#### Task to carry out:
Send back all of the data, word for word.

### Input for this task ###

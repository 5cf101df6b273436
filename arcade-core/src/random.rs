//! Random source owned by a replay buffer.
use rand::{rngs::StdRng, Rng, SeedableRng};

/// A source of uniform integers in a closed range.
pub trait RangeSource {
    /// Draws an integer uniformly from `[low, high]`. Requires `low <= high`.
    fn draw(&mut self, low: usize, high: usize) -> usize;
}

/// [`RangeSource`] backed by [`StdRng`].
pub struct StdRangeSource {
    rng: StdRng,
}

impl StdRangeSource {
    /// Seeds from `seed`, or from system entropy when `None`.
    pub fn new(seed: Option<u64>) -> Self {
        let rng = match seed {
            Some(seed) => StdRng::seed_from_u64(seed),
            None => StdRng::from_entropy(),
        };
        Self { rng }
    }
}

impl RangeSource for StdRangeSource {
    fn draw(&mut self, low: usize, high: usize) -> usize {
        self.rng.gen_range(low..=high)
    }
}

#[cfg(test)]
mod tests {
    use super::*;

    #[test]
    fn test_draw_in_range() {
        let mut source = StdRangeSource::new(Some(42));
        for _ in 0..1000 {
            let ix = source.draw(1, 7);
            assert!((1..=7).contains(&ix));
        }
        assert_eq!(source.draw(3, 3), 3);
    }

    #[test]
    fn test_seeded_is_reproducible() {
        let mut a = StdRangeSource::new(Some(7));
        let mut b = StdRangeSource::new(Some(7));
        let xs: Vec<_> = (0..16).map(|_| a.draw(0, 1000)).collect();
        let ys: Vec<_> = (0..16).map(|_| b.draw(0, 1000)).collect();
        assert_eq!(xs, ys);
    }
}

###

#### Finished task:
repository 5cf101df6b273436
filename arcade-core/src/random.rs
//! Random source owned by a replay buffer.
use rand::{rngs::StdRng, Rng, SeedableRng};

/// A source of uniform integers in a closed range.
pub trait RangeSource {
    /// Draws an integer uniformly from `[low, high]`. Requires `low <= high`.
    fn draw(&mut self, low: usize, high: usize) -> usize;
}

/// [`RangeSource`] backed by [`StdRng`].
pub struct StdRangeSource {
    rng: StdRng,
}

impl StdRangeSource {
    /// Seeds from `seed`, or from system entropy when `None`.
    pub fn new(seed: Option<u64>) -> Self {
        let rng = match seed {
            Some(seed) => StdRng::seed_from_u64(seed),
            None => StdRng::from_entropy(),
        };
        Self { rng }
    }
}

impl RangeSource for StdRangeSource {
    fn draw(&mut self, low: usize, high: usize) -> usize {
        self.rng.gen_range(low..=high)
    }
}

#[cfg(test)]
mod tests {
    use super::*;

    #[test]
    fn test_draw_in_range() {
        let mut source = StdRangeSource::new(Some(42));
        for _ in 0..1000 {
            let ix = source.draw(1, 7);
            assert!((1..=7).contains(&ix));
        }
        assert_eq!(source.draw(3, 3), 3);
    }

    #[test]
    fn test_seeded_is_reproducible() {
        let mut a = StdRangeSource::new(Some(7));
        let mut b = StdRangeSource::new(Some(7));
        let xs: Vec<_> = (0..16).map(|_| a.draw(0, 1000)).collect();
        let ys: Vec<_> = (0..16).map(|_| b.draw(0, 1000)).collect();
        assert_eq!(xs, ys);
    }
}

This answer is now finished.